History tells us that using tactics and process to divide a movement is effective at defeating it. Howard divided the republicans over questions of model – direct election vs. parliamentary selection of the president. Turnbull is dividing supporters of marriage equality over the process – plebiscite vs. parliamentary vote.
Here’s the difference: Howard was not a republican. It’s hard to judge him too harshly. A scorpion does what a scorpion does. A politician using political tactics to defeat his political opponents is not new.
But Turnbull tells us he is in favour of marriage equality. Yet now that he is the prime minister he’s using Howard’s tactics with little thought for the consequences. No one – including Turnbull – should be surprised when marriage equality ends up in the same place as a republic: defeated at the ballot box in a plebiscite and off the agenda for years.
This is most likely exactly what certain Coalition MPs had in mind when proposing a plebiscite on same sex marriage.
Turnbull is all over the shop when it comes to relying on a public vote to deliver significant legal and social change. On the one hand, he is incredibly alive to challenges: publicly and in conversations with the Referendum Council advising on constitutional recognition of Indigenous Australians, Turnbull is constantly reminding that success is difficult and should not be taken for granted. Polls indicate that upwards of 85% Australians support constitutional recognition – and yet Turnbull is rightly quite concerned that Australia only holds a referendum if and when it can succeed.
As Turnbull says, the only successful referendums have been ones that were “uncontroversial and had little to no opposition.”
On the other hand, Turnbull seems an absolute Pollyanna when it comes to a same sex marriage plebiscite – despite the fact that the issue is controversial and does have opposition. On Sunday he told the ABC Insiders program:

"There is no question that the fastest way, the way you guarantee that there is a vote in the parliament on gay marriage – in this parliament – is to support the plebiscite. Personally I have no doubt the plebiscite will be carried, and the same sex marriage legislation will sail through the parliament."

Technically speaking, the fastest way to guarantee a vote in the parliament on gay marriage is if the prime minister brought forward a bill on the subject and let his party room have a free vote.
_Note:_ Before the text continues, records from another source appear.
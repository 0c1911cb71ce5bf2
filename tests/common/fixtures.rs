//! Fake extractor and media fixtures

use async_trait::async_trait;
use profile_dl::{
    Discovery, Extractor, ExtractorError, ExtractorProfile, FetchProgress, FetchRequest,
    ItemDescriptor,
};
use std::collections::HashMap;
use std::sync::Mutex;

/// Bytes written for every fake download
pub const FAKE_MEDIA: &[u8] = b"\x00\x00\x00\x18ftypmp42";

/// A fully described item as the extractor would report it
pub fn video(id: &str, uploader: &str, upload_date: &str) -> ItemDescriptor {
    ItemDescriptor {
        webpage_url: Some(format!("https://www.tiktok.com/@{uploader}/video/{id}")),
        url: None,
        id: Some(id.to_string()),
        uploader: Some(uploader.to_string()),
        upload_date: Some(upload_date.to_string()),
        ext: Some("mp4".to_string()),
        title: Some(format!("Video {id}")),
    }
}

/// Extractor that serves a fixed item list and writes each item to the
/// path the output template resolves to
pub struct FakeExtractor {
    items: Vec<ItemDescriptor>,
    failing: HashMap<String, ExtractorError>,
    fetched: Mutex<Vec<String>>,
}

impl FakeExtractor {
    /// Serve `items` for every URL and profile
    pub fn new(items: Vec<ItemDescriptor>) -> Self {
        Self {
            items,
            failing: HashMap::new(),
            fetched: Mutex::new(Vec::new()),
        }
    }

    /// Make every fetch of `url` fail with `error`
    pub fn failing_item(mut self, url: &str, error: ExtractorError) -> Self {
        self.failing.insert(url.to_string(), error);
        self
    }

    /// URLs fetched so far, in order
    pub fn fetched(&self) -> Vec<String> {
        self.fetched.lock().unwrap().clone()
    }
}

#[async_trait]
impl Extractor for FakeExtractor {
    async fn discover(
        &self,
        _url: &str,
        _profile: &ExtractorProfile,
        _proxy: Option<&str>,
    ) -> Result<Discovery, ExtractorError> {
        Ok(Discovery::Collection(self.items.clone()))
    }

    async fn fetch(&self, request: FetchRequest<'_>) -> Result<(), ExtractorError> {
        self.fetched
            .lock()
            .unwrap()
            .push(request.item_url.to_string());

        if let Some(error) = self.failing.get(request.item_url) {
            return Err(error.clone());
        }

        let item = self
            .items
            .iter()
            .find(|item| item.fetch_url() == Some(request.item_url))
            .ok_or_else(|| ExtractorError::Failed(format!("unknown item {}", request.item_url)))?;
        let path = request.output.resolve(item);
        let filename = path.display().to_string();

        if (request.progress)(FetchProgress::Downloading {
            filename: filename.clone(),
        })
        .is_break()
        {
            return Err(ExtractorError::Aborted);
        }

        if let Some(parent) = path.parent() {
            tokio::fs::create_dir_all(parent)
                .await
                .map_err(|e| ExtractorError::Failed(e.to_string()))?;
        }
        tokio::fs::write(&path, FAKE_MEDIA)
            .await
            .map_err(|e| ExtractorError::Failed(e.to_string()))?;

        let _ = (request.progress)(FetchProgress::Finished { filename });
        Ok(())
    }

    fn name(&self) -> &'static str {
        "fake"
    }
}
//! Job lifecycle management split into focused submodules.
//!
//! The [`JobManager`] façade and its methods are organized by concern:
//! - [`job`] - The job entity and its guarded state
//! - [`store`] - In-memory registry of jobs
//! - [`control`] - Create, query and cancel
//! - [`runner`] - Drives one job from Queued to a terminal status

mod control;
pub mod job;
mod runner;
pub mod store;

// unwrap/expect are acceptable in tests for concise failure-on-error assertions
#[allow(clippy::unwrap_used, clippy::expect_used)]
#[cfg(test)]
pub(crate) mod test_helpers;
#[allow(clippy::unwrap_used, clippy::expect_used)]
#[cfg(test)]
mod tests;

pub use job::Job;
pub use store::JobStore;

use crate::config::Config;
use crate::extractor::{Extractor, NoOpExtractor, YtDlpExtractor};
use crate::types::JobEvent;
use std::sync::Arc;
use tokio::sync::broadcast;

/// Job manager (cloneable - all fields are Arc-wrapped)
///
/// Creates jobs, schedules their runners, cancels and reports on them.
/// Clones share the same store, extractor and event channel.
#[derive(Clone)]
pub struct JobManager {
    /// Registry of every job created by this manager
    pub(crate) store: Arc<JobStore>,
    /// Discovery and transfer backend (trait object for pluggable implementations)
    pub(crate) extractor: Arc<dyn Extractor>,
    /// Configuration (wrapped in Arc for sharing across tasks)
    pub(crate) config: Arc<Config>,
    /// Event broadcast channel sender (multiple subscribers supported)
    pub(crate) event_tx: broadcast::Sender<JobEvent>,
}

impl JobManager {
    /// Create a manager with an empty store and the extractor selected from
    /// `config.tools`
    ///
    /// Selection order: explicit `ytdlp_path`, then a PATH lookup when
    /// `search_path` is enabled, then [`NoOpExtractor`].
    pub fn new(config: Config) -> Self {
        let extractor: Arc<dyn Extractor> = if let Some(ref path) = config.tools.ytdlp_path {
            Arc::new(YtDlpExtractor::new(path.clone()))
        } else if config.tools.search_path {
            YtDlpExtractor::from_path()
                .map(|e| Arc::new(e) as Arc<dyn Extractor>)
                .unwrap_or_else(|| Arc::new(NoOpExtractor))
        } else {
            Arc::new(NoOpExtractor)
        };

        tracing::info!(extractor = extractor.name(), "Extractor initialized");
        if extractor.name() == "noop" {
            tracing::warn!("yt-dlp not found; every job will fail until it is installed");
        }

        Self::with_components(config, Arc::new(JobStore::new()), extractor)
    }

    /// Create a manager from explicit parts
    pub fn with_components(
        config: Config,
        store: Arc<JobStore>,
        extractor: Arc<dyn Extractor>,
    ) -> Self {
        let (event_tx, _rx) = broadcast::channel(config.server.api.event_buffer.max(1));
        Self {
            store,
            extractor,
            config: Arc::new(config),
            event_tx,
        }
    }

    /// Subscribe to job lifecycle events
    ///
    /// Events are advisory; slow subscribers may miss some
    /// (`RecvError::Lagged`). The job record stays the source of truth.
    pub fn subscribe(&self) -> broadcast::Receiver<JobEvent> {
        self.event_tx.subscribe()
    }

    /// Active configuration
    pub fn config(&self) -> &Config {
        &self.config
    }

    /// Name of the extractor in use
    pub fn extractor_name(&self) -> &'static str {
        self.extractor.name()
    }

    /// Serve the REST API on `server.api.bind_address` in a background task
    ///
    /// The task runs until the server fails or is aborted through the
    /// returned handle.
    pub fn spawn_api_server(&self) -> tokio::task::JoinHandle<crate::Result<()>> {
        let manager = self.clone();
        let config = self.config.clone();
        tokio::spawn(async move { crate::api::start_api_server(manager, config).await })
    }

    pub(crate) fn emit(&self, event: JobEvent) {
        // No subscribers is fine
        self.event_tx.send(event).ok();
    }
}
//! Waiting helpers and custom assertions

use profile_dl::{JobEvent, JobId, JobManager, JobSnapshot, JobStatus};
use std::path::Path;
use std::time::Duration;
use tokio::sync::broadcast;

/// Result of waiting for a job to finish
#[derive(Debug, PartialEq)]
pub enum WaitResult {
    /// Job completed
    Completed,
    /// Job failed with this message
    Failed(String),
    /// Job was cancelled
    Cancelled,
    /// Timeout waiting for a terminal event
    Timeout,
    /// Channel closed unexpectedly
    ChannelClosed,
}

/// Wait for the terminal event of `id` on a receiver subscribed before the
/// job was started
pub async fn wait_for_terminal(
    events: &mut broadcast::Receiver<JobEvent>,
    id: JobId,
    timeout: Duration,
) -> WaitResult {
    let result = tokio::time::timeout(timeout, async {
        loop {
            match events.recv().await {
                Ok(event) if event.job_id() != id => continue,
                Ok(JobEvent::Completed { .. }) => return WaitResult::Completed,
                Ok(JobEvent::Failed { error, .. }) => return WaitResult::Failed(error),
                Ok(JobEvent::Cancelled { .. }) => return WaitResult::Cancelled,
                Ok(_) => continue,
                Err(broadcast::error::RecvError::Lagged(_)) => continue,
                Err(broadcast::error::RecvError::Closed) => return WaitResult::ChannelClosed,
            }
        }
    })
    .await;

    result.unwrap_or(WaitResult::Timeout)
}

/// Poll the manager until the job reaches a terminal status
pub async fn poll_until_terminal(manager: &JobManager, id: JobId, timeout: Duration) -> JobSnapshot {
    tokio::time::timeout(timeout, async {
        loop {
            let snapshot = manager.snapshot(id).unwrap();
            if snapshot.status.is_terminal() {
                return snapshot;
            }
            tokio::time::sleep(Duration::from_millis(20)).await;
        }
    })
    .await
    .unwrap_or_else(|_| panic!("job {id} did not finish within {timeout:?}"))
}

/// Assert the counters of a finished job
pub fn assert_job_outcome(
    snapshot: &JobSnapshot,
    status: JobStatus,
    total: usize,
    downloaded: usize,
    failed: usize,
) {
    assert_eq!(snapshot.status, status, "message: {}", snapshot.message);
    assert_eq!(snapshot.total, Some(total), "total");
    assert_eq!(snapshot.downloaded, downloaded, "downloaded");
    assert_eq!(snapshot.failed, failed, "failed");
}

/// Assert a file exists and is not empty
pub fn assert_file_written(path: &Path) {
    let metadata = std::fs::metadata(path)
        .unwrap_or_else(|e| panic!("expected {} to exist: {e}", path.display()));
    assert!(metadata.len() > 0, "{} is empty", path.display());
}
No plebiscite is needed to give the parliament permission to have a vote.
I have previously supported a plebiscite, if for no other reason than there seemed to be no other way to advance the cause.
But the longer the debate drags on, the more difficult it becomes. If anything, look at the campaign for constitutional recognition. It’s an initiative that’s been formally underway for nearly a decade: expert panels, Senate reports, a taxpayer-funded campaign and now a Referendum Council (of which I am a member). Yet the longer it takes the more out of reach the goal seems. Expectations are raised and frustrated, opposition becomes entrenched, and events overtake the original idea.
If we’d had a marriage equality plebiscite within a year of Tony Abbott’s original proposal, I think there would have been less angst and fear, more hope and momentum, and (maybe) more civility. But now the issue is growing more politically charged and the same infections that beset constitutional recognition – expectations, fear, weariness, anger and other events – risk contaminating the debate on marriage equality.
Turnbull, of all people, should not be so sanguine about succeeding with a “yes” vote at a marriage equality plebiscite. There’s a lot of support for same sex marriage, but there’s a soft middle in that support that will be vulnerable to a “no” campaign. Some people may not be fussed if same sex couples marry, but those same people might not be fussed enough to rouse themselves on a Saturday to go vote for it – especially if their vote isn’t binding on MPs. With the likes of Cory Bernardi suggesting he will not consider himself bound by a “yes” result, why bother to express your view in a plebiscite if your senator or local member is going to ignore it anyway?
But Turnbull should be well aware that his Howard-esque divide-and-conquer tactics pose the greatest danger to the “yes” vote getting up in a plebiscite. Already supporters of same sex marriage are splitting: Australian Marriage Equality convenor Rodney Croome has resigned, for good reasons and in good conscience, to fight the plebiscite. Michael Kirby , Dr Kerry Phelps and Patrick McGorry raise legitimate concerns about the legal, emotional and mental health consequences of a plebiscite. The Greens are going to oppose the enabling legislation and Labor looks inclined to do the same.
If the plebiscite does get up, a movement divided by the prime minister’s political tactics will need to unite for a “yes” campaign. Malcolm Turnbull should know how that is likely to end: he will be the prime minister who broke the nation’s heart.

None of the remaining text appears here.